Sometimes mathematics can be counterintuitive. Take, for example, the following equation:

0.9999… = 1

The ellipsis following the **nines **means that the **nines** continue to infinity. On the surface, this equation seems wrong. I mean, think about it. You can tell that 0.9 is close to 1, and that 0.99 is even closer, but doesn’t it seem like the zero followed by all those nines will just *approach* 1, and not quite make it? It does seem that way. And if it were a *finite* series of nines, then that would be true. But it’s actually *infinite*, which means that there are always, always, always more nines. There are nines upon nines upon nines. A whole universe filled with nines, hidden in those three little dots. And because it’s infinite, it doesn’t just approach 1, it is equal to 1. The strange thing is: 0.999… is actually a different way to write 1.

There are many proofs for this (check out this Wikipedia page to see some of them), but this is the one I like best:

Let x = 0.999... 10x = 9.999... (multiply each side of the equation by 10) 10x = 9 + 0.999... (just split the right side into two) 10x = 9 + x (by the definition of x) 9x = 9 (subtract x from both sides) x = 1 (divide both sides by 9)

Despite this proof (and all the others), many people find this to just *feel* wrong. It’s counter-intuitive. 0.999… should *not* equal 1, many people think. It’s intuitive to me. I guess I’m one of the lucky ones.
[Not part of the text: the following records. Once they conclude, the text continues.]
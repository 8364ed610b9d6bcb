use crate::config::GatewayConfig;
use crate::context::RequestContext;
use crate::error::{GatewayError, Result};
use crate::metrics;
use crate::router::Router;
use axum::{
    body::Body,
    extract::{Request, State},
    http::{HeaderMap, Method},
    response::Response,
};
use bytes::Bytes;
use http_body_util::LengthLimitError;
use std::sync::Arc;
use std::time::{Duration, Instant};
use tracing::{debug, error, info};

/// Proxy handler state
pub struct ProxyState {
    pub router: Router,
    pub client: reqwest::Client,
    pub max_body_bytes: usize,
}

impl ProxyState {
    /// Create a new proxy state
    pub fn new(router: Router, timeout: Duration, max_body_bytes: usize) -> Result<Self> {
        let client = reqwest::Client::builder()
            .timeout(timeout)
            .build()
            .map_err(|e| GatewayError::Internal(format!("Failed to create HTTP client: {}", e)))?;

        Ok(Self {
            router,
            client,
            max_body_bytes,
        })
    }

    pub fn from_config(config: &GatewayConfig) -> Result<Self> {
        let router = Router::new(&config.routes, &config.services)?;
        info!("Loaded {} routes", router.routes().len());

        Self::new(
            router,
            Duration::from_secs(config.server.timeout_secs),
            config.server.max_body_bytes,
        )
    }
}

/// Forward an accepted request to the backend of its route group
pub async fn proxy_handler(
    State(state): State<Arc<ProxyState>>,
    req: Request,
) -> Result<Response> {
    let method = req.method().clone();
    let path = req.uri().path().to_string();
    let query = req.uri().query().map(str::to_string);
    let user_id = req
        .extensions()
        .get::<RequestContext>()
        .and_then(|ctx| ctx.auth.as_ref())
        .map(|auth| auth.user_id.clone());

    let route_match = state.router.match_route(&path, &method)?;
    let service = route_match.route.service.service_name();
    let backend_url = route_match.build_backend_url(&path, query.as_deref());

    debug!(
        params = ?route_match.params,
        service = service,
        user_id = ?user_id,
        "Route matched"
    );

    let headers = forwarded_headers(req.headers());
    let body_bytes = axum::body::to_bytes(req.into_body(), state.max_body_bytes)
        .await
        .map_err(|e| {
            if exceeded_length_limit(&e) {
                GatewayError::PayloadTooLarge(state.max_body_bytes)
            } else {
                GatewayError::Internal(format!("Failed to read request body: {}", e))
            }
        })?;

    debug!(backend_url = %backend_url, "Forwarding to backend");

    let start = Instant::now();
    let result = send_request(&state.client, method.clone(), headers, body_bytes, &backend_url).await;
    let elapsed = start.elapsed();

    match &result {
        Ok(resp) => {
            info!(
                method = %method,
                path = %path,
                status = %resp.status(),
                backend = service,
                latency_ms = elapsed.as_secs_f64() * 1000.0,
                "Request completed"
            );
            metrics::record_backend_request(service, resp.status().as_u16(), elapsed);
        }
        Err(e) => {
            error!(
                method = %method,
                path = %path,
                error = %e,
                backend = service,
                latency_ms = elapsed.as_secs_f64() * 1000.0,
                "Backend request failed"
            );
            metrics::record_backend_error(service);
        }
    }

    result
}

/// Send request to the backend service, streaming its response back
async fn send_request(
    client: &reqwest::Client,
    method: Method,
    headers: HeaderMap,
    body_bytes: Bytes,
    backend_url: &str,
) -> Result<Response> {
    let backend_response = client
        .request(method, backend_url)
        .headers(headers)
        .body(body_bytes)
        .send()
        .await
        .map_err(|e| GatewayError::BackendUnreachable(e.to_string()))?;

    let status = backend_response.status();
    let mut response_headers = HeaderMap::with_capacity(backend_response.headers().len());

    // Every value of a repeated header is kept
    for (name, value) in backend_response.headers().iter() {
        if !is_hop_by_hop_header(name.as_str()) {
            response_headers.append(name.clone(), value.clone());
        }
    }

    let mut response = Response::new(Body::from_stream(backend_response.bytes_stream()));
    *response.status_mut() = status;
    *response.headers_mut() = response_headers;

    Ok(response)
}

/// Copy of the inbound headers that is safe to replay on a new connection
fn forwarded_headers(inbound: &HeaderMap) -> HeaderMap {
    let mut outbound = HeaderMap::with_capacity(inbound.len());

    for (name, value) in inbound.iter() {
        let name_str = name.as_str();
        // The client computes these for the outbound request
        if is_hop_by_hop_header(name_str) || name_str == "host" || name_str == "content-length" {
            continue;
        }
        outbound.append(name.clone(), value.clone());
    }

    outbound
}

/// Connection-management headers that belong to a single hop
fn is_hop_by_hop_header(name: &str) -> bool {
    matches!(
        name.to_lowercase().as_str(),
        "connection" | "keep-alive" | "transfer-encoding"
    )
}

fn exceeded_length_limit(err: &axum::Error) -> bool {
    let mut source: Option<&(dyn std::error::Error + 'static)> = Some(err);
    while let Some(e) = source {
        if e.is::<LengthLimitError>() {
            return true;
        }
        source = e.source();
    }
    false
}
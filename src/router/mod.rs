use crate::config::{RouteConfig, ServiceGroup, ServicesConfig};
use crate::error::{GatewayError, Result};
use http::Method;
use matchit::Router as MatchitRouter;
use std::collections::HashMap;

/// Route information
#[derive(Debug, Clone)]
pub struct Route {
    /// Pattern as configured
    pub pattern: String,
    /// Route group the request is forwarded to
    pub service: ServiceGroup,
    /// Backend base URL for the group
    pub backend: String,
    /// Allowed HTTP methods (empty means all methods allowed)
    pub methods: Vec<Method>,
}

/// Gateway router for matching incoming requests to backend services
#[derive(Debug, Clone)]
pub struct Router {
    /// Path-based router using matchit
    matcher: MatchitRouter<Route>,
    patterns: Vec<String>,
}

impl Router {
    /// Create a new router from route configurations.
    ///
    /// Entries sharing a pattern are merged into one route. They must name
    /// the same route group.
    pub fn new(routes: &[RouteConfig], services: &ServicesConfig) -> Result<Self> {
        let mut merged: Vec<Route> = Vec::new();
        let mut index: HashMap<&str, usize> = HashMap::new();

        for route_config in routes {
            let methods = route_config
                .methods
                .iter()
                .map(|m| {
                    Method::from_bytes(m.to_uppercase().as_bytes()).map_err(|_| {
                        GatewayError::InvalidRoute(format!(
                            "Invalid HTTP method '{}' for route: {}",
                            m, route_config.path
                        ))
                    })
                })
                .collect::<Result<Vec<_>>>()?;

            match index.get(route_config.path.as_str()) {
                Some(&i) => {
                    let existing = &mut merged[i];
                    if existing.service != route_config.service {
                        return Err(GatewayError::InvalidRoute(format!(
                            "Route {} is bound to more than one service",
                            route_config.path
                        )));
                    }
                    // An unrestricted entry stays unrestricted
                    if existing.methods.is_empty() || methods.is_empty() {
                        existing.methods.clear();
                    } else {
                        for method in methods {
                            if !existing.methods.contains(&method) {
                                existing.methods.push(method);
                            }
                        }
                    }
                }
                None => {
                    index.insert(&route_config.path, merged.len());
                    merged.push(Route {
                        pattern: route_config.path.clone(),
                        service: route_config.service,
                        backend: services
                            .base_url(route_config.service)
                            .trim_end_matches('/')
                            .to_string(),
                        methods,
                    });
                }
            }
        }

        let mut matcher = MatchitRouter::new();
        let mut patterns = Vec::with_capacity(merged.len());

        for route in merged {
            // Convert path syntax from :param to {param} and *path to {*path}
            let matchit_path = convert_path_syntax(&route.pattern);
            patterns.push(route.pattern.clone());

            matcher
                .insert(matchit_path, route)
                .map_err(|e| GatewayError::InvalidRoute(format!("Failed to insert route: {}", e)))?;
        }

        Ok(Self { matcher, patterns })
    }

    /// Match a request path and method to a route
    pub fn match_route(&self, path: &str, method: &Method) -> Result<RouteMatch> {
        let matched = self
            .matcher
            .at(path)
            .map_err(|_| GatewayError::RouteNotFound(path.to_string()))?;

        let route = matched.value;

        // Check if method is allowed (empty methods means all methods are allowed)
        if !route.methods.is_empty() && !route.methods.contains(method) {
            return Err(GatewayError::MethodNotAllowed {
                method: method.to_string(),
                path: path.to_string(),
            });
        }

        // Extract path parameters
        let params: HashMap<String, String> = matched
            .params
            .iter()
            .map(|(k, v)| (k.to_string(), v.to_string()))
            .collect();

        Ok(RouteMatch {
            route: route.clone(),
            params,
        })
    }

    /// Patterns of all routes in the router
    pub fn routes(&self) -> &[String] {
        &self.patterns
    }
}

/// Result of matching a route
#[derive(Debug, Clone)]
pub struct RouteMatch {
    /// The matched route
    pub route: Route,
    /// Path parameters extracted from the URL
    pub params: HashMap<String, String>,
}

/// Convert path syntax from Express-style (:param, *path) to matchit syntax ({param}, {*path})
fn convert_path_syntax(path: &str) -> String {
    let mut result = String::new();
    let mut chars = path.chars().peekable();
    let is_name = |c: &char| c.is_alphanumeric() || *c == '_';

    while let Some(ch) = chars.next() {
        let open = match ch {
            ':' => "{",
            '*' => "{*",
            _ => {
                result.push(ch);
                continue;
            }
        };

        result.push_str(open);
        while let Some(name_ch) = chars.next_if(is_name) {
            result.push(name_ch);
        }
        result.push('}');
    }

    result
}

impl RouteMatch {
    /// Target URL: backend base, then the original path and query unchanged
    pub fn build_backend_url(&self, original_path: &str, query: Option<&str>) -> String {
        match query {
            Some(query) if !query.is_empty() => {
                format!("{}{}?{}", self.route.backend, original_path, query)
            }
            _ => format!("{}{}", self.route.backend, original_path),
        }
    }
}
But there is another tricky math conundrum that *is* counter-intuitive to me, and which I have never been able to understand. (If my friend Jeff is reading this, he’s shuddering right now, because he knows what’s coming.) Yes, Jeff, it’s the…

### Monty Hall Problem

The Monty Hall problem, stated simply, is this:

You are on a game show (probably hosted by veteran game show host Monty Hall). There are three doors in front of you, Door A, Door B, and Door C. Behind one door is a new car, but you don’t know which one. Behind each of the other two is a goat. You are given the chance to pick one door. Say you pick Door A. Before showing you what’s behind your door, Monty (who knows what’s behind the doors) opens another door (say, Door C). There’s a goat there. So now there are two doors left, A and B. He gives you the choice: “Do you want to keep Door A, or switch to Door B?” What should you do?

The obvious answer, the intuitive answer, the answer that *doesn’t make me angry* is this: You might as well keep Door A, because nothing has changed. There is still a 33% chance the car is behind Door A, and a 33% chance it’s behind Door B.

But NO. That’s not right. The actual answer is that you’re better off switching. Believe it or not, there is now a 67% chance that the car is behind Door B. And it just makes me mad. I’m not going to explain how it works. I’d probably do a lousy job of it. You wouldn’t ask Ayn Rand to explain the beauty of socialism, would you? But unlike Ms. Rand, I am convinced. I do accept that the correct solution to the Monty Hall problem is to switch. Two-thirds of the time, you’d get that car you wanted. I accept that. But I don’t like it. (I also accept that Donald Trump is president — doesn’t mean I have to like it.) If you want to see an explanation, click here. You’ll see that I’m not alone in not liking it — it became quite a controversy, particularly after Marilyn vos Savant (who has the world’s highest IQ, and one must mention that whenever mentioning her name) published her (correct) answer in *Parade* magazine in 1990.

I did come up with an elegant solution of my own a while back. Just decide that you prefer goats to cars, and when Monty opens Door C, run to the door and take that goat. You’ll save thousands on lawn care.

Either way, I’ll stick with the **nines**. They make sense to me.